Detection and clinical relevance of genetic abnormalities in pediatric acute lymphoblastic leukemia: a comparison between cytogenetic and polymerase chain reaction analyses
- PMID: 8483319
Detection and clinical relevance of genetic abnormalities in pediatric acute lymphoblastic leukemia: a comparison between cytogenetic and polymerase chain reaction analyses
Abstract
The E2A/PBX1 and the BCR/ABL fusion genes result from the t(1;19)(q23;p13) and the t(9;22)(q34;q11), respectively, and encode oncoproteins which are thought to play an important role in the development of acute lymphoblastic leukemia (ALL) subtypes associated with adverse prognosis.
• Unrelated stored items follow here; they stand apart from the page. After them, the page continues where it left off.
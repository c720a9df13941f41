//! # Session Module - The Typing Test State Machine
//!
//! A [`Session`] owns everything a single typing test needs: the target text, the
//! typed buffer, the mistake counter, both clocks and the particle field. Keystrokes
//! are interpreted by [`interpret`](crate::keystroke::interpret) and applied here;
//! lifecycle changes are reported through the session's [`Hooks`].
//!
//! ## Session Lifecycle
//!
#![doc = simple_mermaid::mermaid!("../diagrams/session_lifecycle.mmd")]
//!
//! Completion and failure share one teardown: the session clock is cancelled the moment
//! the session leaves [`SessionState::InProgress`]. Live particles keep fading until a
//! reset clears them.
//!
//! ## Usage Example
//!
//! ```rust
//! use rote::hooks::{HookEvent, Recorder};
//! use rote::session::{Session, SessionState};
//! use web_time::{Duration, Instant};
//!
//! let mut session = Session::with_target("ab", Recorder::default()).unwrap();
//! assert_eq!(session.state(), SessionState::Ready);
//!
//! let start = Instant::now();
//! session.handle_key_at(&'a'.into(), start);
//! session.handle_key_at(&'b'.into(), start + Duration::from_secs(3));
//!
//! assert_eq!(session.state(), SessionState::Complete);
//! let outcome = session.outcome().unwrap();
//! assert_eq!(outcome.wpm, 4.0);
//! assert_eq!(outcome.accuracy, 100.0);
//! assert!(session.hooks().events().contains(&HookEvent::Completed(*outcome)));
//! ```

use rand::SeedableRng;
use rand::rngs::StdRng;
use rand::seq::SliceRandom;
use thiserror::Error;
use web_time::Instant;

use crate::config::Configuration;
use crate::diff::{DiffIter, LineContext, LineRenderConfig, diff, render_lines};
use crate::hooks::Hooks;
use crate::keystroke::{Action, Interpretation, KeyEvent, TypedBuffer, interpret};
use crate::metrics::{Outcome, accuracy, live_words_per_minute, round2};
use crate::options::{OptionSet, TypingOption};
use crate::particles::{ParticleField, Point};
use crate::timer::TimerSlot;

/// Shown to the user when a session fails
pub const FAILURE_MESSAGES: [&str; 8] = [
    "Are you even trying?",
    "My grandma types faster than you.",
    "I've seen glaciers move with more urgency.",
    "Maybe typing is not for you.",
    "That was... a performance.",
    "Were you typing with your elbows?",
    "I suggest a new hobby. Maybe knitting?",
    "A for effort... just kidding, it's an F.",
];

#[derive(Debug, Error, Clone, Copy, PartialEq, Eq)]
pub enum LoadError {
    #[error("Cannot start a session with an empty target text")]
    EmptyTarget,
}

/// Where a session is in its lifecycle
#[derive(Debug, Clone, Copy, PartialEq, Eq, Hash, strum::Display)]
#[strum(serialize_all = "kebab-case")]
pub enum SessionState {
    /// No target loaded
    Initial,
    /// Target loaded, nothing typed yet. Also the state after a reset.
    Ready,
    InProgress,
    Complete,
    Failed,
}

impl SessionState {
    /// Short status label for a header or status bar
    pub const fn label(self) -> &'static str {
        match self {
            Self::Initial | Self::Ready => "READY",
            Self::InProgress => "RUNNING",
            Self::Complete => "COMPLETE",
            Self::Failed => "FAILED",
        }
    }

    /// True for `Complete` and `Failed`
    pub const fn is_terminal(self) -> bool {
        matches!(self, Self::Complete | Self::Failed)
    }

    const fn accepts_keys(self) -> bool {
        matches!(self, Self::Ready | Self::InProgress)
    }
}

/// A single typing test
#[derive(Debug)]
pub struct Session<H: Hooks = ()> {
    target: Vec<char>,
    typed: TypedBuffer,
    mistakes: u32,
    state: SessionState,

    started_at: Option<Instant>,
    elapsed_secs: u64,
    outcome: Option<Outcome>,
    failure_message: Option<&'static str>,

    options: OptionSet,
    clock: TimerSlot,
    particle_clock: TimerSlot,
    particles: ParticleField,
    cursor_anchor: Point,

    config: Configuration,
    rng: StdRng,
    hooks: H,
}

impl<H: Hooks> Session<H> {
    /// Creates a session in [`SessionState::Initial`], waiting for a target
    pub fn new(hooks: H) -> Self {
        let config = Configuration::default();

        Self {
            target: Vec::new(),
            typed: TypedBuffer::default(),
            mistakes: 0,
            state: SessionState::Initial,
            started_at: None,
            elapsed_secs: 0,
            outcome: None,
            failure_message: None,
            options: OptionSet::empty(),
            clock: TimerSlot::default(),
            particle_clock: TimerSlot::default(),
            particles: ParticleField::new(config.physics),
            cursor_anchor: Point::default(),
            config,
            rng: StdRng::from_entropy(),
            hooks,
        }
    }

    /// Creates a session and loads `text` as its target
    pub fn with_target(text: &str, hooks: H) -> Result<Self, LoadError> {
        let mut session = Self::new(hooks);
        session.load(text)?;
        Ok(session)
    }

    /// Replaces the configuration. Particle physics apply to bursts spawned from now on.
    pub fn with_configuration(mut self, config: Configuration) -> Self {
        self.particles = ParticleField::new(config.physics);
        self.config = config;
        self
    }

    pub const fn with_options(mut self, options: OptionSet) -> Self {
        self.options = options;
        self
    }

    /// Seeds the generator used for particle bursts and failure messages
    pub fn with_seed(mut self, seed: u64) -> Self {
        self.rng = StdRng::seed_from_u64(seed);
        self
    }

    /// Loads a new target and resets the session to [`SessionState::Ready`].
    ///
    /// Anything in progress is torn down first, so nothing from the previous
    /// target can complete or fail afterwards.
    pub fn load(&mut self, text: &str) -> Result<(), LoadError> {
        if text.is_empty() {
            return Err(LoadError::EmptyTarget);
        }

        self.target = text.chars().collect();
        self.typed = TypedBuffer::with_capacity(self.target.len());
        self.reset();
        Ok(())
    }

    /// Resets to [`SessionState::Ready`] with the same target. Does nothing before a
    /// target is loaded.
    pub fn restart(&mut self) {
        if self.state != SessionState::Initial {
            self.reset();
        }
    }

    fn reset(&mut self) {
        self.teardown();
        self.particle_clock.cancel();
        self.particles.clear();

        self.typed.clear();
        self.mistakes = 0;
        self.started_at = None;
        self.elapsed_secs = 0;
        self.outcome = None;
        self.failure_message = None;

        tracing::debug!(chars = self.target.len(), "session reset");
        self.transition(SessionState::Ready);
    }

    /// Stops the session clock. Particles are left to fade out on their own.
    fn teardown(&mut self) {
        self.clock.cancel();
    }

    fn transition(&mut self, state: SessionState) {
        self.state = state;
        self.hooks.on_state_change(state);
    }

    fn start(&mut self, now: Instant) {
        self.started_at = Some(now);
        self.elapsed_secs = 0;
        self.clock.arm(self.config.clock_interval, now);

        tracing::debug!("session started");
        self.hooks.on_test_start();
        self.transition(SessionState::InProgress);
    }

    fn complete(&mut self, now: Instant) {
        self.teardown();

        let started_at = self.started_at.unwrap_or(now);
        let outcome = Outcome::calculate(
            now.saturating_duration_since(started_at),
            self.target.len(),
            self.mistakes,
            self.options,
        );
        self.outcome = Some(outcome);

        tracing::debug!(
            wpm = outcome.wpm,
            accuracy = outcome.accuracy,
            mistakes = outcome.mistakes,
            "session complete"
        );
        self.hooks.on_complete(&outcome);
        self.transition(SessionState::Complete);
    }

    fn fail(&mut self, reason: &str) {
        self.teardown();

        let message = FAILURE_MESSAGES
            .choose(&mut self.rng)
            .copied()
            .unwrap_or(FAILURE_MESSAGES[0]);
        self.failure_message = Some(message);

        tracing::info!(reason, mistakes = self.mistakes, "session failed");
        self.hooks.on_failed(message);
        self.transition(SessionState::Failed);
    }

    /// Handles a key event at the current time. See [`Session::handle_key_at`].
    pub fn handle_key(&mut self, event: &KeyEvent) -> Interpretation {
        self.handle_key_at(event, Instant::now())
    }

    /// Handles a key event that happened at `now`.
    ///
    /// Returns the interpretation that was applied, so the host can honour
    /// `suppress_default`. Keys are ignored outside of `Ready` and `InProgress`.
    pub fn handle_key_at(&mut self, event: &KeyEvent, now: Instant) -> Interpretation {
        if !self.state.accepts_keys() {
            return Interpretation::ignored(false);
        }

        let decision = interpret(
            event,
            &self.typed,
            &self.target,
            self.options,
            self.started_at.is_some(),
        );

        if decision.starts_session {
            self.start(now);
        }

        if decision.is_mistake() {
            self.mistakes = self.mistakes.saturating_add(1);
        }

        if let Action::Fail { .. } = decision.action {
            self.fail("instant-death mismatch");
            return decision;
        }

        if decision.burst {
            self.particles
                .burst(self.cursor_anchor, self.config.burst_size, &mut self.rng);
            self.particle_clock
                .ensure_armed(self.config.particle_interval, now);
        }

        if self.typed.apply(decision.action)
            && self.started_at.is_some()
            && self.typed.reaches(self.target.len())
        {
            self.complete(now);
        }

        decision
    }

    /// Advances both clocks to the current time. See [`Session::poll_at`].
    pub fn poll(&mut self) {
        self.poll_at(Instant::now());
    }

    /// Advances both clocks to `now`.
    ///
    /// The session clock updates the elapsed seconds and fails the session once the
    /// maximum test time is reached. The particle clock steps the simulation once per
    /// elapsed period and disarms itself when the field is empty.
    pub fn poll_at(&mut self, now: Instant) {
        if self.clock.poll(now) > 0
            && self.state == SessionState::InProgress
            && let Some(started_at) = self.started_at
        {
            let elapsed = now.saturating_duration_since(started_at);
            self.elapsed_secs = elapsed.as_secs();

            if elapsed >= self.config.max_test_time {
                self.fail("maximum test time reached");
            }
        }

        let ticks = self.particle_clock.poll(now);
        if ticks > 0 {
            self.particles.advance(ticks);
            if self.particles.is_empty() {
                self.particle_clock.cancel();
            }
        }
    }

    /// Sets where new particle bursts originate, usually the rendered cursor position
    pub const fn set_cursor_anchor(&mut self, anchor: Point) {
        self.cursor_anchor = anchor;
    }

    pub const fn cursor_anchor(&self) -> Point {
        self.cursor_anchor
    }

    pub const fn options(&self) -> OptionSet {
        self.options
    }

    /// Replaces the enabled options. Takes effect from the next keystroke.
    pub const fn set_options(&mut self, options: OptionSet) {
        self.options = options;
    }

    /// Toggles an option and returns whether it is now enabled
    pub const fn toggle_option(&mut self, option: TypingOption) -> bool {
        self.options.toggle(option)
    }

    pub const fn state(&self) -> SessionState {
        self.state
    }

    pub fn target(&self) -> &[char] {
        &self.target
    }

    pub const fn typed(&self) -> &TypedBuffer {
        &self.typed
    }

    pub const fn mistakes(&self) -> u32 {
        self.mistakes
    }

    pub const fn started_at(&self) -> Option<Instant> {
        self.started_at
    }

    /// Whole seconds since the session started, as of the last clock tick
    pub const fn elapsed_secs(&self) -> u64 {
        self.elapsed_secs
    }

    /// Live words per minute based on the last clock tick
    pub fn live_wpm(&self) -> u32 {
        live_words_per_minute(self.typed.len(), self.elapsed_secs)
    }

    /// Live accuracy over the characters typed so far, rounded to two decimals
    pub fn live_accuracy(&self) -> f64 {
        round2(accuracy(self.typed.len(), self.mistakes))
    }

    /// Typed characters as a percentage of the target, capped at 100
    pub fn progress(&self) -> f64 {
        if self.target.is_empty() {
            return 0.0;
        }

        (self.typed.len() as f64 / self.target.len() as f64 * 100.0).min(100.0)
    }

    /// The outcome of a completed session
    pub const fn outcome(&self) -> Option<&Outcome> {
        self.outcome.as_ref()
    }

    /// The message picked when the session failed
    pub const fn failure_message(&self) -> Option<&'static str> {
        self.failure_message
    }

    pub const fn particles(&self) -> &ParticleField {
        &self.particles
    }

    pub const fn configuration(&self) -> &Configuration {
        &self.config
    }

    pub const fn hooks(&self) -> &H {
        &self.hooks
    }

    pub const fn hooks_mut(&mut self) -> &mut H {
        &mut self.hooks
    }

    /// Per-character view of the target against the typed buffer
    pub fn diff(&self) -> DiffIter<'_> {
        diff(&self.target, self.typed.as_slice())
    }

    /// Lays the target out as lines. See [`render_lines`].
    pub fn render_lines<Line, F: FnMut(LineContext) -> Option<Line>>(
        &self,
        line_renderer: F,
        config: LineRenderConfig,
    ) -> Vec<Line> {
        render_lines(&self.target, self.typed.as_slice(), line_renderer, config)
    }
}

impl Default for Session {
    fn default() -> Self {
        Self::new(())
    }
}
The use of the polymerase chain reaction (PCR) for the detection of these genetic rearrangements may offer advantages over cytogenetic techniques which are often unsatisfactory in patients with ALL and, furthermore, provide a useful tool for monitoring of residual disease. However, it has not yet been evaluated whether the employment of PCR at the time of diagnosis improves the detection rate of these clinically relevant genetic anomalies. We have developed a multiprimer-PCR protocol which facilitates the detection of each of the four chimeric E2A/PBX1 and BCR/ABL mRNAs in a single reaction. This protocol was used for the evaluation of bone-marrow or blood samples from 251 children with ALL in whom cytogenetic analyses had been performed. Of the 251 patients, 221 had a B-cell precursor immunophenotype. In this group, 21 patients (9.5%) carrying the E2A/PBX1 rearrangement and three patients (1.4%) with BCR/ABL transcripts were detected by PCR. Twelve of these cases had escaped the detection by conventional cytogenetic analysis. In two of 12 patients with a typical t(1;19)(q23;p13), no E2A/PBX1 transcripts were identified by PCR, thus suggesting the presence of different molecular rearrangements. Residual leukemic cells were detected by PCR in five of eight patients who were followed during complete clinical remission. The frontline use of PCR has an important impact on the timely diagnosis, therapeutic decisions, and monitoring of high-risk patients with B-cell precursor leukemia who carry the E2A/PBX1 or BCR/ABL fusion genes.